*** Opening of DATA ***
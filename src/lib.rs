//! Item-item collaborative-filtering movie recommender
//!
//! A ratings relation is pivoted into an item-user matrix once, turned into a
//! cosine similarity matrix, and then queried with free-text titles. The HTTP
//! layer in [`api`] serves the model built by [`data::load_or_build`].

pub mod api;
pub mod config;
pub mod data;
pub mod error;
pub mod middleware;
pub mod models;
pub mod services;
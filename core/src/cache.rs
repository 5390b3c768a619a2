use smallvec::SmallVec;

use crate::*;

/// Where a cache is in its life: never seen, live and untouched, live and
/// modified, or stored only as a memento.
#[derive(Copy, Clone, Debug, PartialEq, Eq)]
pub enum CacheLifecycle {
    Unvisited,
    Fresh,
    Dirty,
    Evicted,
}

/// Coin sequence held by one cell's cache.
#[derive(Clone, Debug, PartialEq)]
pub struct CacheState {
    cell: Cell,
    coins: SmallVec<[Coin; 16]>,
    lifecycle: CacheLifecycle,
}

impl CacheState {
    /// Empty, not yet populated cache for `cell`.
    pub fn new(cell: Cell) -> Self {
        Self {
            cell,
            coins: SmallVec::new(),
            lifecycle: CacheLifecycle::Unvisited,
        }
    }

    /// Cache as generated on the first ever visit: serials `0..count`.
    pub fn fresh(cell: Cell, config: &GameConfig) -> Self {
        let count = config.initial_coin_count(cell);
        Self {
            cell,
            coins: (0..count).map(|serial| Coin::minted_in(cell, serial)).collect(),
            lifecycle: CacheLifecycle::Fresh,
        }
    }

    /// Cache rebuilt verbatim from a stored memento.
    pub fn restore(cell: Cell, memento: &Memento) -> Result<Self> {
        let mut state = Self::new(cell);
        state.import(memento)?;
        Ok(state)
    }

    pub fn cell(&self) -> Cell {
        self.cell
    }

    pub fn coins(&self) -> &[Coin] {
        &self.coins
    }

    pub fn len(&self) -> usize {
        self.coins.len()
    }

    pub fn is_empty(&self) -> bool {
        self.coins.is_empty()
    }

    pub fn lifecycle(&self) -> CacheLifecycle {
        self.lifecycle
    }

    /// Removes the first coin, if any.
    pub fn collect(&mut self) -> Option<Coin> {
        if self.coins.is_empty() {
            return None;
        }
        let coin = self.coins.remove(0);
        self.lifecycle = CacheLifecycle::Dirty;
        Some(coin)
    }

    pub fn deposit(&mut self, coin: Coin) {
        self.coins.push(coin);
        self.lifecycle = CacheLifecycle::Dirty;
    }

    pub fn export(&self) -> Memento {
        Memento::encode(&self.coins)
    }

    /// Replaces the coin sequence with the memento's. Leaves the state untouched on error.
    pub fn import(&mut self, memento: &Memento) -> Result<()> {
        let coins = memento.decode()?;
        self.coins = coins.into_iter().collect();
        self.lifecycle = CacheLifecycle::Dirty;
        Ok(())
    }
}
*** Close of DATA ***
PROBLEM STATEMENT — Go through the entries above and pull out each line with "sequence" in it.

FINAL ANSWER —
/// Coin sequence held by one cell's cache.
    /// Replaces the coin sequence with the memento's. Leaves the state untouched on error.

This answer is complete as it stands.